Perhaps I’ll hear a croaking ground dove (Columbina cruziana) that looks like an orange-billed mourning dove and sounds like a frog …
… or the bright red crimson-mantled woodpecker (Colaptes rivolii) …
… or an amazing hummingbird, the black-tailed trainbearer (Lesbia victoriae).
Check out this video for a look at where I am today.
(photos from Wikimedia Commons, click on the captions to see the originals)
This is my first trip to Ecuador so everything will be new. Located on the Pacific Coast of South America, it’s about the size of Oregon with a population density similar to Michigan’s. Amazingly, it is directly south of Pennsylvania and presently in the same time zone because PA is on Standard Time right now.
Ecuador is famous for its biodiversity and especially its birds.

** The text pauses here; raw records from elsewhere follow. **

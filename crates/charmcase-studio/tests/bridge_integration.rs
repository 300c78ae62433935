//! Integration tests for the command bridge and headless runner.
//!
//! These tests wire the same pieces `main` wires: a config, the catalog
//! provider it selects, the catalog feeds, and an `AppState`, then push
//! JSON-lines scripts through `run_script` and inspect the responses.

use std::path::PathBuf;
use std::sync::Arc;

use serde_json::Value;
use uuid::Uuid;

use charmcase_studio::application::customize_case::CustomizerSession;
use charmcase_studio::infrastructure::catalog::mock::{MockCatalog, MockDelays};
use charmcase_studio::infrastructure::catalog::{provider_from_config, CatalogFeeds, CatalogProvider};
use charmcase_studio::infrastructure::storage::config::{AppConfig, CatalogSource};
use charmcase_studio::infrastructure::ui_bridge::script::{run_script, ScriptStats};
use charmcase_studio::infrastructure::ui_bridge::AppState;

// ── Helpers ───────────────────────────────────────────────────────────────────

async fn state_for(config: &AppConfig, provider: Arc<dyn CatalogProvider>) -> Arc<AppState> {
    let session = CustomizerSession::new(config.session_settings().unwrap());
    let mut catalog = CatalogFeeds::spawn(provider);
    catalog.wait_settled().await;
    AppState::new(session, catalog, config.display.price_format())
}

async fn run(state: Arc<AppState>, script: &str) -> (ScriptStats, Vec<Value>) {
    let mut out = Vec::new();
    let stats = run_script(state, script.as_bytes(), &mut out).await.unwrap();
    let responses = String::from_utf8(out)
        .unwrap()
        .lines()
        .map(|l| serde_json::from_str(l).unwrap())
        .collect();
    (stats, responses)
}

fn temp_path(name: &str) -> PathBuf {
    std::env::temp_dir().join(format!("charmcase_it_{}_{name}", Uuid::new_v4()))
}

// ── Tests ─────────────────────────────────────────────────────────────────────

#[tokio::test]
async fn test_full_customization_script_prices_order() {
    // Arrange
    let config = AppConfig::default();
    let state = state_for(&config, Arc::new(MockCatalog::with_delays(MockDelays::NONE))).await;
    let script = r#"
# choose the phone and color
{"type":"SelectPhone","phone_id":"iphone-13-pro"}
{"type":"SelectColor","color_id":"sierra-blue"}

# Star + Moon, then remove the Star
{"type":"DropCharm","charm_id":"charm-1","x":100,"y":200}
{"type":"DropCharm","charm_id":"charm-3","x":200,"y":400}
{"type":"GetSession"}
{"type":"RemoveCharm","placement_id":"charm-1-0"}
{"type":"OrderSummary"}
"#;

    // Act
    let (stats, responses) = run(state, script).await;

    // Assert
    assert_eq!(stats, ScriptStats { commands: 7, failures: 0 });
    assert_eq!(responses[1]["data"]["color"]["display_name"], "Sierra Blue");
    assert_eq!(responses[4]["data"]["total_display"], "$30.97");
    assert_eq!(responses[5]["data"], true);
    let order = &responses[6]["data"];
    assert_eq!(order["total_display"], "$25.98");
    assert_eq!(order["lines"].as_array().unwrap().len(), 1);
    assert_eq!(order["lines"][0]["placement_id"], "charm-3-1");
}

#[tokio::test]
async fn test_placement_ids_are_not_reused_after_clear() {
    let state = state_for(&AppConfig::default(), Arc::new(MockCatalog::with_delays(MockDelays::NONE))).await;
    let script = r#"{"type":"SelectPhone","phone_id":"iphone-13-pro"}
{"type":"DropCharm","charm_id":"charm-1","x":150,"y":300}
{"type":"ClearCharms"}
{"type":"DropCharm","charm_id":"charm-1","x":150,"y":300}
"#;

    let (_, responses) = run(state, script).await;

    assert_eq!(responses[1]["data"]["placement_id"], "charm-1-0");
    assert_eq!(responses[2]["data"], 1);
    assert_eq!(responses[3]["data"]["placement_id"], "charm-1-1");
}

#[tokio::test]
async fn test_display_config_controls_total_format() {
    // Arrange
    let mut config = AppConfig::default();
    config.display.currency_symbol = "€".to_string();
    config.display.symbol_after = true;
    config.display.decimal_separator = ",".to_string();
    let state = state_for(&config, Arc::new(MockCatalog::with_delays(MockDelays::NONE))).await;

    // Act
    let (_, responses) = run(state, "{\"type\":\"GetSession\"}\n").await;

    // Assert
    assert_eq!(responses[0]["data"]["total_display"], "19,99 €");
}

#[tokio::test]
async fn test_file_catalog_selected_by_config_serves_commands() {
    // Arrange: a one-charm catalog file.
    let catalog_path = temp_path("catalog.toml");
    std::fs::write(
        &catalog_path,
        r#"
[[charms]]
id = "anchor"
name = "Anchor Charm"
image_url = "anchor.png"
price = 2.5

[[phone_models]]
id = "pixel"
name = "Pixel"
case_image_url = "pixel.png"
"#,
    )
    .unwrap();
    let mut config = AppConfig::default();
    config.catalog.source = CatalogSource::File;
    config.catalog.path = Some(catalog_path.clone());
    let provider = provider_from_config(&config.catalog).unwrap();
    let state = state_for(&config, provider).await;

    // Act
    let (stats, responses) = run(
        state,
        r#"{"type":"GetCatalog"}
{"type":"SelectPhone","phone_id":"pixel"}
{"type":"DropCharm","charm_id":"anchor","x":150,"y":300}
{"type":"SelectColor","color_id":"gold"}
"#,
    )
    .await;

    // Assert
    assert_eq!(responses[0]["data"]["charms"]["items"][0]["name"], "Anchor Charm");
    assert_eq!(responses[0]["data"]["colors"]["items"].as_array().unwrap().len(), 0);
    assert_eq!(responses[2]["data"]["price"], 2.5);
    // The file has no colors, so selecting one fails.
    assert_eq!(stats.failures, 1);
    assert_eq!(responses[3]["error"], "unknown color: gold");

    std::fs::remove_file(&catalog_path).ok();
}

#[tokio::test]
async fn test_missing_catalog_file_surfaces_feed_errors() {
    let mut config = AppConfig::default();
    config.catalog.source = CatalogSource::File;
    config.catalog.path = Some(temp_path("absent.toml"));
    let provider = provider_from_config(&config.catalog).unwrap();
    let state = state_for(&config, provider).await;

    let (_, responses) = run(state, "{\"type\":\"GetCatalog\"}\n").await;

    let charms = &responses[0]["data"]["charms"];
    assert_eq!(charms["is_loading"], false);
    assert!(charms["error"].as_str().unwrap().contains("I/O error reading catalog"));
}

#[tokio::test]
async fn test_pointer_cancel_and_focus_loss_abandon_gestures() {
    let state = state_for(&AppConfig::default(), Arc::new(MockCatalog::with_delays(MockDelays::NONE))).await;
    let script = r#"{"type":"SelectPhone","phone_id":"iphone-13-pro"}
{"type":"DropCharm","charm_id":"charm-1","x":150,"y":300}
{"type":"DropCharm","charm_id":"charm-2","x":60,"y":60}
{"type":"PointerEvent","event":{"phase":"Down","pointer":1,"placement":"charm-1-0","position":{"x":150,"y":300}}}
{"type":"PointerEvent","event":{"phase":"Cancel","pointer":1}}
{"type":"PointerEvent","event":{"phase":"Down","pointer":1,"placement":"charm-1-0","position":{"x":150,"y":300}}}
{"type":"PointerEvent","event":{"phase":"Down","pointer":2,"placement":"charm-2-1","position":{"x":60,"y":60}}}
{"type":"PointerEvent","event":{"phase":"FocusLost"}}
{"type":"PointerEvent","event":{"phase":"Up","pointer":1,"position":{"x":10,"y":10}}}
{"type":"GetSession"}
"#;

    let (stats, responses) = run(state, script).await;

    assert_eq!(stats.failures, 0);
    assert_eq!(responses[4]["data"]["outcome"], "Cancelled");
    assert_eq!(responses[7]["data"]["gestures"], 2);
    // Release after focus loss belongs to no gesture.
    assert_eq!(responses[8]["data"], Value::Null);
    assert_eq!(responses[9]["data"]["placements"][0]["x"], 50.0);
}

#[tokio::test]
async fn test_second_pointer_on_busy_placement_is_rejected() {
    let state = state_for(&AppConfig::default(), Arc::new(MockCatalog::with_delays(MockDelays::NONE))).await;
    let script = r#"{"type":"SelectPhone","phone_id":"iphone-13-pro"}
{"type":"DropCharm","charm_id":"charm-1","x":150,"y":300}
{"type":"PointerEvent","event":{"phase":"Down","pointer":1,"placement":"charm-1-0","position":{"x":150,"y":300}}}
{"type":"PointerEvent","event":{"phase":"Down","pointer":2,"placement":"charm-1-0","position":{"x":150,"y":300}}}
"#;

    let (stats, responses) = run(state, script).await;

    assert_eq!(stats.failures, 1);
    assert_eq!(responses[3]["success"], false);
}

The country’s checklist of 1,656 species is considerably more than the number in the entire U.S. Our tour in the Northwest Andes won’t need to travel far to see them. Staying within Pichincha Province and 100 miles of Quito, our checklist contains 535 species including 51 hummingbirds and 59 tanagers.
This large number of birds is directly related to the Ecuador’s diverse habitats. Though we will never see the ocean we’ll travel in cloud forest from 5,000 to 12,000 feet. At the higher elevations we may see the Chuquiraga plant (Chuquiraga jussieui), a hummingbird favorite and the national flower of Ecuador.
Though we’ll have WiFi at the lodge I know I’ll be too busy to blog so I’ve written all 10 days of articles in advance. For now, I’m (mostly) off the grid until I my return to Pittsburgh on Monday evening, February 6.
NOTES:
The National Bird of Ecuador is the Andean condor. It is extremely unlikely we’ll see it.
The number of species in the U.S. varies based on what’s included. Wikipedia’s list of 1,125 includes 155 accidental, 101 casual, 55 introduced and 33 extinct. The real wonder is that the U.S. spans a continent and includes arctic Alaska and tropical Hawaii yet it has fewer species than Ecuador, which is only the size of Oregon.